Several social media users have expressed concern about the Covid pills by Pfizer, called Paxlovid, containing protease inhibitors that treat HIV. We fact-checked and found the claim to be half true.
“The Pfizer pill is a HIV 1 protease inhibitor…….” writes a social media user who shares the news release by FDA about the Pfizer pill. The user selectively highlights a portion of the post that mentions the inclusion of a protease inhibitor in the pill. The post can be seen here and a tweet is embedded below.
What is a protease inhibitor?
A protease inhibitor stops the multiplication of a tumour. In the case of HIV, protease inhibitors bind with the proteolytic enzymes or proteases and block their ability to function.
Does Paxlovid by Pfizer contain a HIV protease inhibitor?
Yes. Paxlovid pills are made up of Nirmatrelvir and Ritonavir, which are HIV protease inhibitors.
However, both the substances have found other uses too including treatment of COVID-19.

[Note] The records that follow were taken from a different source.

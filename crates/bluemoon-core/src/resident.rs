//! Resident records.

use chrono::{DateTime, NaiveDate, Utc};
use serde::{Deserialize, Serialize};

use crate::{ApartmentId, ResidentId};

/// The residency status that claims an apartment's household-head slot.
///
/// Compared case-insensitively.
pub const HOUSEHOLD_HEAD: &str = "household head";

/// Vietnamese spelling of [`HOUSEHOLD_HEAD`], as stored by earlier clients.
pub const HOUSEHOLD_HEAD_VI: &str = "chủ hộ";

/// A household-head status compared in its accepted spellings.
fn is_household_head_status(status: &str) -> bool {
    let status = status.trim().to_lowercase();
    status == HOUSEHOLD_HEAD || status == HOUSEHOLD_HEAD_VI
}

/// Lifecycle state of a resident account.
///
/// Residents are never physically deleted; removal is a soft delete to `Inactive`.
#[derive(Debug, Clone, Copy, Default, PartialEq, Eq, Serialize, Deserialize)]
#[serde(rename_all = "snake_case")]
pub enum ResidentState {
    /// The account may log in.
    #[default]
    Active,
    /// The account was soft-deleted or locked.
    Inactive,
}

/// A registered resident.
///
/// The record is the source of truth for the login indexes (email, phone) and for the
/// apartment's household-head slot.
#[derive(Debug, Clone, PartialEq, Serialize, Deserialize)]
pub struct Resident {
    /// Permanent identifier.
    pub id: ResidentId,

    /// Given name.
    pub first_name: String,

    /// Family name.
    pub last_name: String,

    /// Derived from the trimmed first and last names.
    pub full_name: String,

    /// Phone number, also usable as a login name.
    pub phone: String,

    /// The apartment the resident lives in.
    pub apartment_id: ApartmentId,

    /// National identity card number.
    pub national_id: Option<String>,

    /// Date of birth.
    pub birth_date: Option<NaiveDate>,

    /// Application role the account logs in as.
    pub role: Option<String>,

    /// Free-text residency status; see [`HOUSEHOLD_HEAD`].
    pub residency_status: Option<String>,

    /// Lower-cased email, also usable as a login name.
    pub email: Option<String>,

    /// Opaque hashed credential.
    pub password_hash: String,

    /// Lifecycle state.
    pub state: ResidentState,

    /// When the resident registered.
    pub created_at: DateTime<Utc>,

    /// When the record was last written.
    pub updated_at: DateTime<Utc>,
}

impl Resident {
    /// Whether this resident claims the household-head slot of their apartment.
    #[must_use]
    pub fn is_household_head(&self) -> bool {
        self.residency_status
            .as_deref()
            .is_some_and(is_household_head_status)
    }

    /// Whether the account may log in.
    #[must_use]
    pub fn is_active(&self) -> bool {
        self.state == ResidentState::Active
    }

    /// Replace the names and recompute the full name.
    pub fn rename(&mut self, first_name: Option<String>, last_name: Option<String>) {
        if let Some(first) = first_name {
            self.first_name = first;
        }
        if let Some(last) = last_name {
            self.last_name = last;
        }
        self.full_name = full_name(&self.first_name, &self.last_name);
    }
}

/// A pending password reset, stored under its one-time token.
#[derive(Debug, Clone, PartialEq, Eq, Serialize, Deserialize)]
pub struct PasswordReset {
    /// The account whose password the token may replace.
    pub resident_id: ResidentId,
    /// The token stops working at this instant.
    pub expires_at: DateTime<Utc>,
}

impl PasswordReset {
    /// Whether the token is no longer usable at `now`.
    #[must_use]
    pub fn is_expired(&self, now: DateTime<Utc>) -> bool {
        now >= self.expires_at
    }
}

/// Join first and last name the way they are displayed.
#[must_use]
pub fn full_name(first_name: &str, last_name: &str) -> String {
    format!("{} {}", first_name.trim(), last_name.trim())
}

/// Normalize an email for storage and lookup: trimmed, lower-cased, blank becomes `None`.
#[must_use]
pub fn normalize_email(email: &str) -> Option<String> {
    let trimmed = email.trim();
    (!trimmed.is_empty()).then(|| trimmed.to_lowercase())
}
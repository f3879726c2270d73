//! Outgoing mail.

use crate::error::ApiError;

/// Delivers account mail to residents.
pub trait Mailer: Send + Sync {
    /// Send a password reset link to `to`.
    fn send_password_reset(&self, to: &str, link: &str) -> Result<(), ApiError>;
}

/// Writes mail to the log instead of delivering it.
#[derive(Debug, Clone, Copy, Default)]
pub struct LogMailer;

impl Mailer for LogMailer {
    fn send_password_reset(&self, to: &str, link: &str) -> Result<(), ApiError> {
        tracing::info!(to = %to, "Password reset mail queued");
        // The link carries a live credential.
        tracing::debug!(to = %to, link = %link, "Password reset link");
        Ok(())
    }
}

/// Build the link a resident follows to choose a new password.
#[must_use]
pub fn reset_link(base: &str, token: &str) -> String {
    let separator = if base.contains('?') { '&' } else { '?' };
    format!("{}{separator}token={token}", base.trim_end_matches('/'))
}

#[cfg(test)]
mod tests {
    use super::*;

    #[test]
    fn reset_link_appends_token() {
        assert_eq!(
            reset_link("https://bluemoon.example/reset-password/", "abc"),
            "https://bluemoon.example/reset-password?token=abc"
        );
        assert_eq!(
            reset_link("https://bluemoon.example/reset?lang=vi", "abc"),
            "https://bluemoon.example/reset?lang=vi&token=abc"
        );
    }

    #[test]
    fn log_mailer_always_succeeds() {
        assert!(LogMailer.send_password_reset("a@x.com", "link").is_ok());
    }
}
//! Residents and their derived indexes.
//!
//! A resident record drives three lookup indexes: login-by-email, login-by-phone and the
//! per-apartment household-head slot. [`ResidentIndex::reindex`] applies the minimal set of
//! index writes for a change between two versions of a record. Every sub-step is
//! independent: a failure leaves the others valid and one entry stale, and the request
//! still succeeds.

use std::sync::Arc;

use bluemoon_core::error::{optional_text, require_text};
use bluemoon_core::resident::{full_name, normalize_email};
use bluemoon_core::{
    ApartmentId, EntityKind, PasswordReset, Resident, ResidentId, ResidentState, ValidationError,
};
use bluemoon_store::{keys, KvStoreExt, Order, SharedStore};
use chrono::{Duration, NaiveDate, Utc};

use crate::allocator::IdAllocator;
use crate::consistency::Consistency;
use crate::error::{EngineError, Result};
use crate::listing::Listings;
use crate::records::Records;

// ============================================================================
// Index manager
// ============================================================================

/// Maintains the login and household-head indexes.
#[derive(Clone)]
pub struct ResidentIndex {
    store: SharedStore,
}

impl ResidentIndex {
    /// Create an index manager over `store`.
    #[must_use]
    pub fn new(store: SharedStore) -> Self {
        Self { store }
    }

    /// Bring the indexes in line with `new`, given the version it replaced.
    ///
    /// Pass `old = None` on registration. Applying the same pair twice is a no-op.
    pub fn reindex(&self, old: Option<&Resident>, new: &Resident) -> Consistency {
        let mut outcome = Consistency::clean();

        // Email
        let old_email = old.and_then(|r| r.email.as_deref());
        let new_email = new.email.as_deref();
        if let Some(previous) = old_email.filter(|previous| Some(*previous) != new_email) {
            self.release(&mut outcome, &keys::login_email_key(previous), new.id);
        }
        if let Some(current) = new_email {
            self.claim(&mut outcome, &keys::login_email_key(current), new.id);
        }

        // Phone
        let old_phone = old.and_then(login_phone);
        let new_phone = login_phone(new);
        if let Some(previous) = old_phone.filter(|previous| Some(*previous) != new_phone) {
            self.release(&mut outcome, &keys::login_phone_key(previous), new.id);
        }
        if let Some(current) = new_phone {
            self.claim(&mut outcome, &keys::login_phone_key(current), new.id);
        }

        // Household head
        if let Some(previous) = old.filter(|r| r.is_household_head()) {
            if !new.is_household_head() || previous.apartment_id != new.apartment_id {
                self.release(&mut outcome, &keys::owner_key(&previous.apartment_id), new.id);
            }
        }
        if new.is_household_head() {
            self.claim(&mut outcome, &keys::owner_key(&new.apartment_id), new.id);
        }

        outcome
    }

    /// Resolve a login name to a resident.
    ///
    /// Tries the lower-cased email, then the email exactly as typed, then the phone.
    ///
    /// # Errors
    ///
    /// Returns `StoreUnavailable` if the store fails.
    pub fn resolve_login(&self, username: &str) -> Result<Option<ResidentId>> {
        let username = username.trim();
        if username.is_empty() {
            return Ok(None);
        }

        let mut candidates = Vec::with_capacity(3);
        if let Some(email) = normalize_email(username) {
            candidates.push(keys::login_email_key(&email));
        }
        candidates.push(keys::login_email_key(username));
        candidates.push(keys::login_phone_key(username));
        candidates.dedup();

        for key in candidates {
            if let Some(id) = self.store.get_id(&key)? {
                return Ok(Some(ResidentId::new(id)));
            }
        }
        Ok(None)
    }

    /// The resident holding an apartment's household-head slot.
    ///
    /// # Errors
    ///
    /// Returns `StoreUnavailable` if the store fails.
    pub fn owner_of(&self, apartment: &ApartmentId) -> Result<Option<ResidentId>> {
        Ok(self
            .store
            .get_id(&keys::owner_key(apartment))?
            .map(ResidentId::new))
    }

    /// Point `key` at `id` (last write wins).
    fn claim(&self, outcome: &mut Consistency, key: &str, id: ResidentId) {
        outcome.check(key, self.store.set_id(key, id.get()));
    }

    /// Drop `key` if it still points at `id`. Another resident's later claim is left alone.
    fn release(&self, outcome: &mut Consistency, key: &str, id: ResidentId) {
        let result = self.store.get_id(key).and_then(|holder| {
            if holder == Some(id.get()) {
                self.store.delete(key).map(|_| ())
            } else {
                Ok(())
            }
        });
        outcome.check(key, result);
    }
}
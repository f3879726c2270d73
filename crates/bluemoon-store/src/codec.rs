//! Value encoding.
//!
//! Primary records are stored as CBOR. Index entries (login, owner slot, transaction
//! reference) store the referenced identifier as a decimal string so they stay readable
//! from any client of the underlying store.

use serde::de::DeserializeOwned;
use serde::Serialize;

use crate::error::{Result, StoreError};
use crate::KvStore;

/// Serialize a value using CBOR.
///
/// # Errors
///
/// Returns `StoreError::Serialization` if the value cannot be encoded.
pub fn encode<T: Serialize>(value: &T) -> Result<Vec<u8>> {
    let mut buf = Vec::new();
    ciborium::into_writer(value, &mut buf)
        .map_err(|e| StoreError::Serialization(e.to_string()))?;
    Ok(buf)
}

/// Deserialize a value from CBOR.
///
/// # Errors
///
/// Returns `StoreError::Serialization` if the bytes are not a valid encoding of `T`.
pub fn decode<T: DeserializeOwned>(data: &[u8]) -> Result<T> {
    ciborium::from_reader(data).map_err(|e| StoreError::Serialization(e.to_string()))
}

fn parse_id(key: &str, data: &[u8]) -> Result<u64> {
    std::str::from_utf8(data)
        .ok()
        .and_then(|text| text.trim().parse().ok())
        .ok_or_else(|| StoreError::Serialization(format!("index entry {key} is not an id")))
}

/// Typed access on top of the raw byte contract.
pub trait KvStoreExt {
    /// Read and decode a record.
    ///
    /// # Errors
    ///
    /// Returns an error if the backend fails or the stored bytes do not decode.
    fn get_record<T: DeserializeOwned>(&self, key: &str) -> Result<Option<T>>;

    /// Encode and write a record.
    ///
    /// # Errors
    ///
    /// Returns an error if the value does not encode or the backend fails.
    fn put_record<T: Serialize>(&self, key: &str, value: &T) -> Result<()>;

    /// Read an index entry holding an identifier.
    ///
    /// # Errors
    ///
    /// Returns an error if the backend fails or the entry is not a decimal id.
    fn get_id(&self, key: &str) -> Result<Option<u64>>;

    /// Point an index entry at an identifier.
    ///
    /// # Errors
    ///
    /// Returns an error if the backend fails.
    fn set_id(&self, key: &str, id: u64) -> Result<()>;
}

impl<S: KvStore + ?Sized> KvStoreExt for S {
    fn get_record<T: DeserializeOwned>(&self, key: &str) -> Result<Option<T>> {
        self.get(key)?.map(|data| decode(&data)).transpose()
    }

    fn put_record<T: Serialize>(&self, key: &str, value: &T) -> Result<()> {
        let value = encode(value)?;
        self.set(key, &value)
    }

    fn get_id(&self, key: &str) -> Result<Option<u64>> {
        self.get(key)?.map(|data| parse_id(key, &data)).transpose()
    }

    fn set_id(&self, key: &str, id: u64) -> Result<()> {
        self.set(key, id.to_string().as_bytes())
    }
}

#[cfg(test)]
mod tests {
    use super::*;
    use crate::MemoryStore;
    use bluemoon_core::{ApartmentId, Notification, NotificationId};

    #[test]
    fn record_roundtrip_through_store() {
        let store = MemoryStore::new();
        let notification = Notification::new(
            NotificationId::new(1),
            ApartmentId::new("5"),
            "Water shut-off on Friday".into(),
            chrono::Utc::now(),
        );

        store.put_record("notification:1", &notification).unwrap();
        let loaded: Notification = store.get_record("notification:1").unwrap().unwrap();
        assert_eq!(loaded, notification);

        let missing: Option<Notification> = store.get_record("notification:2").unwrap();
        assert!(missing.is_none());
    }

    #[test]
    fn ids_are_stored_as_decimal_text() {
        let store = MemoryStore::new();
        store.set_id("login-email:a@x.com", 42).unwrap();

        assert_eq!(store.get("login-email:a@x.com").unwrap().unwrap(), b"42");
        assert_eq!(store.get_id("login-email:a@x.com").unwrap(), Some(42));
    }

    #[test]
    fn malformed_index_entry_is_a_serialization_error() {
        let store = MemoryStore::new();
        store.set("login-phone:0901", b"not-a-number").unwrap();

        let err = store.get_id("login-phone:0901").unwrap_err();
        assert!(matches!(err, StoreError::Serialization(_)));
    }

    #[test]
    fn garbage_record_fails_to_decode() {
        let store = MemoryStore::new();
        store.set("notification:9", &[0xff, 0x00]).unwrap();

        let result: Result<Option<Notification>> = store.get_record("notification:9");
        assert!(matches!(result, Err(StoreError::Serialization(_))));
    }
}
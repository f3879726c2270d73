//! Service request handlers.

use std::sync::Arc;

use axum::extract::{Path, Query, State};
use axum::http::StatusCode;
use axum::Json;
use bluemoon_core::{
    ApartmentId, Problem, Rating, ServiceId, ServiceRequest, ServiceStatus, ServiceType,
};
use bluemoon_engine::{NewServiceRequest, ServiceChanges};
use serde::Deserialize;

use crate::error::ApiError;
use crate::handlers::{double_option, parse_id, ApiJson, ListQuery, MessageResponse};
use crate::state::AppState;

/// Create service request. Unknown enumeration values are rejected with 400.
#[derive(Debug, Deserialize)]
pub struct CreateServiceRequest {
    /// Requesting apartment (required).
    pub apartment_id: Option<String>,
    /// Request type (required).
    pub service_type: Option<ServiceType>,
    /// Details (required).
    pub content: Option<String>,
    /// Initial status.
    #[serde(alias = "servicestatus")]
    pub status: Option<ServiceStatus>,
    /// Staff note.
    pub note: Option<String>,
    /// Problem category.
    #[serde(alias = "problems")]
    pub problem: Option<Problem>,
    /// Rating.
    #[serde(alias = "rates")]
    pub rating: Option<Rating>,
    /// Handling script.
    pub scripts: Option<String>,
}

/// Partial update of a service request.
#[derive(Debug, Default, Deserialize)]
pub struct UpdateServiceRequest {
    /// New type; reassigns the handler.
    pub service_type: Option<ServiceType>,
    /// New details.
    pub content: Option<String>,
    /// New status.
    #[serde(alias = "servicestatus")]
    pub status: Option<ServiceStatus>,
    /// New note; `null` clears it.
    #[serde(default, deserialize_with = "double_option")]
    pub note: Option<Option<String>>,
    /// New problem category.
    #[serde(alias = "problems")]
    pub problem: Option<Problem>,
    /// New rating.
    #[serde(alias = "rates")]
    pub rating: Option<Rating>,
    /// New script; `null` clears it.
    #[serde(default, deserialize_with = "double_option")]
    pub scripts: Option<Option<String>>,
}

/// Record a service request.
pub async fn create_service(
    State(state): State<Arc<AppState>>,
    ApiJson(body): ApiJson<CreateServiceRequest>,
) -> Result<(StatusCode, Json<ServiceRequest>), ApiError> {
    let request = state.engine.services().create(NewServiceRequest {
        apartment_id: body.apartment_id,
        service_type: body.service_type,
        content: body.content,
        status: body.status,
        note: body.note,
        problem: body.problem,
        rating: body.rating,
        scripts: body.scripts,
    })?;
    Ok((StatusCode::CREATED, Json(request)))
}

/// Every service request, newest first.
pub async fn list_services(
    State(state): State<Arc<AppState>>,
    Query(query): Query<ListQuery>,
) -> Result<Json<Vec<ServiceRequest>>, ApiError> {
    Ok(Json(state.engine.services().list(query.page())?))
}

/// One service request.
pub async fn get_service(
    State(state): State<Arc<AppState>>,
    Path(id): Path<String>,
) -> Result<Json<ServiceRequest>, ApiError> {
    let id: ServiceId = parse_id(&id)?;
    Ok(Json(state.engine.services().get(id)?))
}

/// An apartment's service requests, newest first.
pub async fn list_apartment_services(
    State(state): State<Arc<AppState>>,
    Path(apartment_id): Path<String>,
) -> Result<Json<Vec<ServiceRequest>>, ApiError> {
    let apartment = ApartmentId::new(apartment_id);
    Ok(Json(state.engine.services().list_by_apartment(&apartment)?))
}

/// Update a service request.
pub async fn update_service(
    State(state): State<Arc<AppState>>,
    Path(id): Path<String>,
    ApiJson(body): ApiJson<UpdateServiceRequest>,
) -> Result<Json<ServiceRequest>, ApiError> {
    let id: ServiceId = parse_id(&id)?;
    let request = state.engine.services().update(
        id,
        ServiceChanges {
            service_type: body.service_type,
            content: body.content,
            status: body.status,
            note: body.note,
            problem: body.problem,
            rating: body.rating,
            scripts: body.scripts,
        },
    )?;
    Ok(Json(request))
}

/// Delete a service request. Forms filed against it are left in place.
pub async fn delete_service(
    State(state): State<Arc<AppState>>,
    Path(id): Path<String>,
) -> Result<Json<MessageResponse>, ApiError> {
    let id: ServiceId = parse_id(&id)?;
    state.engine.services().delete(id)?;
    Ok(Json(MessageResponse::new(format!("Service request {id} deleted"))))
}
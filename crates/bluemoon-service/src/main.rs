//! Blue Moon Service - HTTP API for the residence backend
//!
//! This is the main entry point for the bluemoon service.

use tracing_subscriber::{layer::SubscriberExt, util::SubscriberInitExt};

use bluemoon_engine::Engine;
use bluemoon_service::{create_router, open_store, AppState, ServiceConfig};

#[tokio::main]
async fn main() -> Result<(), Box<dyn std::error::Error>> {
    // Initialize tracing
    tracing_subscriber::registry()
        .with(
            tracing_subscriber::EnvFilter::try_from_default_env()
                .unwrap_or_else(|_| "info,bluemoon=debug".into()),
        )
        .with(tracing_subscriber::fmt::layer())
        .init();

    tracing::info!("Starting Blue Moon Service");

    // Load configuration from environment
    let config = ServiceConfig::from_env();

    tracing::info!(
        listen_addr = %config.listen_addr,
        store_backend = %config.store_backend,
        data_dir = %config.data_dir,
        admin_configured = %config.admin_api_key.is_some(),
        callback_signed = %config.callback_secret.is_some(),
        "Service configuration loaded"
    );

    let store = open_store(&config)?;

    // Repair whatever a previous crash left half-written before taking traffic.
    let report = Engine::new(store.clone()).reconciler().rebuild()?;
    if !report.is_clean() {
        tracing::warn!(?report, "Startup reconciliation repaired derived indexes");
    }

    let state = AppState::new(store, config.clone());
    let app = create_router(state);
    tracing::info!("Router configured with all API endpoints");

    // Start HTTP server
    tracing::info!(listen_addr = %config.listen_addr, "Starting HTTP server");
    let listener = tokio::net::TcpListener::bind(&config.listen_addr).await?;
    axum::serve(listener, app).await?;

    Ok(())
}
//! API error types and responses.

use axum::extract::rejection::JsonRejection;
use axum::http::StatusCode;
use axum::response::{IntoResponse, Response};
use axum::Json;
use bluemoon_engine::EngineError;
use serde::Serialize;

/// API error type.
#[derive(Debug, thiserror::Error)]
pub enum ApiError {
    /// Unauthorized - missing or invalid credentials.
    #[error("unauthorized")]
    Unauthorized,

    /// Forbidden - valid credentials but the account may not proceed.
    #[error("forbidden: {0}")]
    Forbidden(String),

    /// Resource not found.
    #[error("not found: {0}")]
    NotFound(String),

    /// Bad request - invalid input.
    #[error("bad request: {0}")]
    BadRequest(String),

    /// Conflict - the record is not in a state that accepts the request.
    #[error("conflict: {0}")]
    Conflict(String),

    /// Internal server error.
    #[error("internal error: {0}")]
    Internal(String),
}

/// JSON error response body.
#[derive(Debug, Serialize)]
struct ErrorResponse {
    error: ErrorBody,
}

#[derive(Debug, Serialize)]
struct ErrorBody {
    code: String,
    message: String,
    #[serde(skip_serializing_if = "Option::is_none")]
    details: Option<serde_json::Value>,
}

impl IntoResponse for ApiError {
    fn into_response(self) -> Response {
        let (status, code, message) = match &self {
            Self::Unauthorized => (StatusCode::UNAUTHORIZED, "unauthorized", self.to_string()),
            Self::Forbidden(msg) => (StatusCode::FORBIDDEN, "forbidden", msg.clone()),
            Self::NotFound(msg) => (StatusCode::NOT_FOUND, "not_found", msg.clone()),
            Self::BadRequest(msg) => (StatusCode::BAD_REQUEST, "bad_request", msg.clone()),
            Self::Conflict(msg) => (StatusCode::CONFLICT, "conflict", msg.clone()),
            Self::Internal(msg) => {
                tracing::error!(error = %msg, "Internal server error");
                (
                    StatusCode::INTERNAL_SERVER_ERROR,
                    "internal_error",
                    "An internal error occurred".to_string(),
                )
            }
        };

        let body = ErrorResponse {
            error: ErrorBody {
                code: code.to_string(),
                message,
                details: None,
            },
        };

        (status, Json(body)).into_response()
    }
}

impl From<EngineError> for ApiError {
    fn from(err: EngineError) -> Self {
        match err {
            EngineError::Validation(msg) => Self::BadRequest(msg),
            EngineError::NotFound { .. } => Self::NotFound(err.to_string()),
            EngineError::Conflict(msg) => Self::Conflict(msg),
            EngineError::StoreUnavailable(msg) => Self::Internal(msg),
        }
    }
}

impl From<JsonRejection> for ApiError {
    fn from(rejection: JsonRejection) -> Self {
        Self::BadRequest(rejection.body_text())
    }
}

#[cfg(test)]
mod tests {
    use super::*;

    #[test]
    fn engine_errors_map_to_statuses() {
        let cases = [
            (EngineError::Validation("amount".into()), StatusCode::BAD_REQUEST),
            (EngineError::not_found("payment", 9), StatusCode::NOT_FOUND),
            (EngineError::Conflict("settled".into()), StatusCode::CONFLICT),
            (
                EngineError::StoreUnavailable("disk".into()),
                StatusCode::INTERNAL_SERVER_ERROR,
            ),
        ];

        for (err, status) in cases {
            assert_eq!(ApiError::from(err).into_response().status(), status);
        }
    }

    #[test]
    fn not_found_keeps_entity_in_message() {
        let err = ApiError::from(EngineError::not_found("resident", 4));
        assert!(matches!(err, ApiError::NotFound(ref m) if m == "resident not found: 4"));
    }
}
//! Router configuration.
//!
//! This module sets up the Axum router with all routes and middleware.

use std::sync::Arc;
use std::time::Duration;

use axum::routing::{get, patch, post, put};
use axum::Router;
use tower::limit::ConcurrencyLimitLayer;
use tower_http::cors::{Any, CorsLayer};
use tower_http::limit::RequestBodyLimitLayer;
use tower_http::timeout::TimeoutLayer;
use tower_http::trace::TraceLayer;

use crate::handlers::{
    admin, forms, health, login, notifications, payments, residents, services,
};
use crate::state::AppState;

/// Maximum concurrent requests for the CRUD surface.
const API_MAX_CONCURRENT_REQUESTS: usize = 64;

/// Create the service router with all routes and middleware.
///
/// # Routes
///
/// ## Public
/// - `GET /health` - Health check
/// - `POST /login` - Email or phone login, returns a token
/// - `POST /forgot-password`, `POST /reset-password` - Mailed single-use reset token
///
/// ## Residents
/// - `GET|POST /residents`, `GET|PUT|DELETE /residents/:id` (delete is a soft delete)
///
/// ## Payments
/// - `GET /fees` - Standard fee catalogue
/// - `GET|POST /payments`, `GET|PATCH|DELETE /payments/:id`
/// - `GET /payments/by-resident/:resident_id`, `GET /payments/by-apartment/:apartment_id`
/// - `GET /payment-status?resident_id=`
/// - `POST /payments/callback` - Provider callback (optionally HMAC-signed)
///
/// ## Notifications, services, forms
/// - `GET|POST /notifications`, `PUT|DELETE /notifications/:id`, `PATCH /notifications/:id/send`
/// - `GET|POST /services`, `GET|PATCH|DELETE /services/:id`,
///   `GET /services/by-apartment/:apartment_id`
/// - `GET|POST /forms`, `GET|PATCH|DELETE /forms/:id`, `GET /forms/by-apartment/:apartment_id`,
///   `GET /forms/by-service/:service_id`
///
/// ## Admin (`x-admin-key`)
/// - `POST /admin/reconcile` - Rebuild derived indexes
pub fn create_router(state: AppState) -> Router {
    // Extract config values before moving state
    let cors_origins = state.config.cors_origins.clone();
    let max_body_bytes = state.config.max_body_bytes;
    let request_timeout_seconds = state.config.request_timeout_seconds;

    let cors = build_cors_layer(&cors_origins);

    let state = Arc::new(state);

    let api_routes = Router::new()
        .route("/login", post(login::login))
        .route("/forgot-password", post(login::forgot_password))
        .route("/reset-password", post(login::reset_password))
        // Residents
        .route(
            "/residents",
            get(residents::list_residents).post(residents::create_resident),
        )
        .route(
            "/residents/:id",
            get(residents::get_resident)
                .put(residents::update_resident)
                .delete(residents::delete_resident),
        )
        // Payments
        .route("/fees", get(payments::list_fees))
        .route(
            "/payments",
            get(payments::list_payments).post(payments::create_payment),
        )
        .route(
            "/payments/:id",
            get(payments::get_payment)
                .patch(payments::patch_payment)
                .delete(payments::delete_payment),
        )
        .route(
            "/payments/by-resident/:resident_id",
            get(payments::list_resident_payments),
        )
        .route(
            "/payments/by-apartment/:apartment_id",
            get(payments::list_apartment_payments),
        )
        .route("/payment-status", get(payments::payment_status))
        // Notifications
        .route(
            "/notifications",
            get(notifications::list_notifications).post(notifications::create_notification),
        )
        .route(
            "/notifications/:id",
            put(notifications::update_notification)
                .delete(notifications::delete_notification),
        )
        .route(
            "/notifications/:id/send",
            patch(notifications::send_notification),
        )
        // Services
        .route(
            "/services",
            get(services::list_services).post(services::create_service),
        )
        .route(
            "/services/:id",
            get(services::get_service)
                .patch(services::update_service)
                .delete(services::delete_service),
        )
        .route(
            "/services/by-apartment/:apartment_id",
            get(services::list_apartment_services),
        )
        // Forms
        .route("/forms", get(forms::list_forms).post(forms::create_form))
        .route(
            "/forms/:id",
            get(forms::get_form)
                .patch(forms::update_form)
                .delete(forms::delete_form),
        )
        .route(
            "/forms/by-apartment/:apartment_id",
            get(forms::list_apartment_forms),
        )
        .route(
            "/forms/by-service/:service_id",
            get(forms::list_service_forms),
        )
        // Admin
        .route("/admin/reconcile", post(admin::reconcile))
        .layer(ConcurrencyLimitLayer::new(API_MAX_CONCURRENT_REQUESTS));

    Router::new()
        // Health (public, no rate limit)
        .route("/health", get(health::health))
        // Provider callbacks (no rate limit - controlled by the payment provider)
        .route("/payments/callback", post(payments::payment_callback))
        .merge(api_routes)
        // Global middleware
        .layer(TraceLayer::new_for_http())
        .layer(cors)
        .layer(RequestBodyLimitLayer::new(max_body_bytes))
        .layer(TimeoutLayer::new(Duration::from_secs(
            request_timeout_seconds,
        )))
        .with_state(state)
}

/// Build the CORS layer from configured origins.
fn build_cors_layer(origins: &[String]) -> CorsLayer {
    if origins.iter().any(|o| o == "*") {
        CorsLayer::new()
            .allow_origin(Any)
            .allow_methods(Any)
            .allow_headers(Any)
    } else {
        let origins: Vec<_> = origins.iter().filter_map(|o| o.parse().ok()).collect();

        CorsLayer::new()
            .allow_origin(origins)
            .allow_methods(Any)
            .allow_headers(Any)
    }
}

According to the U.S. Food and Drug Administration (FDA), “Paxlovid consists of Nirmatrelvir, which inhibits a SARS-CoV-2 protein to stop the virus from replicating. Whereas, ritonavir slows down nirmatrelvir’s breakdown to help it remain in the body for a longer period at higher concentrations”.
The FDA website further claims that “Paxlovid is not a substitute for vaccination” and is “not authorized for the pre-exposure or post-exposure prevention of COVID-19 or for initiation of treatment in those requiring hospitalization”.
The Pfizer COVID-19 pill does contain a protease inhibitor that is also useful in this particular case of treating COVID-19.
Has protease inhibitor ever been used before to treat diseases?
Yes. Protease Inhibitors have been used in the past to treat other diseases too. According to the National Health Service website, ritonavir has been used in some hepatitis C treatments.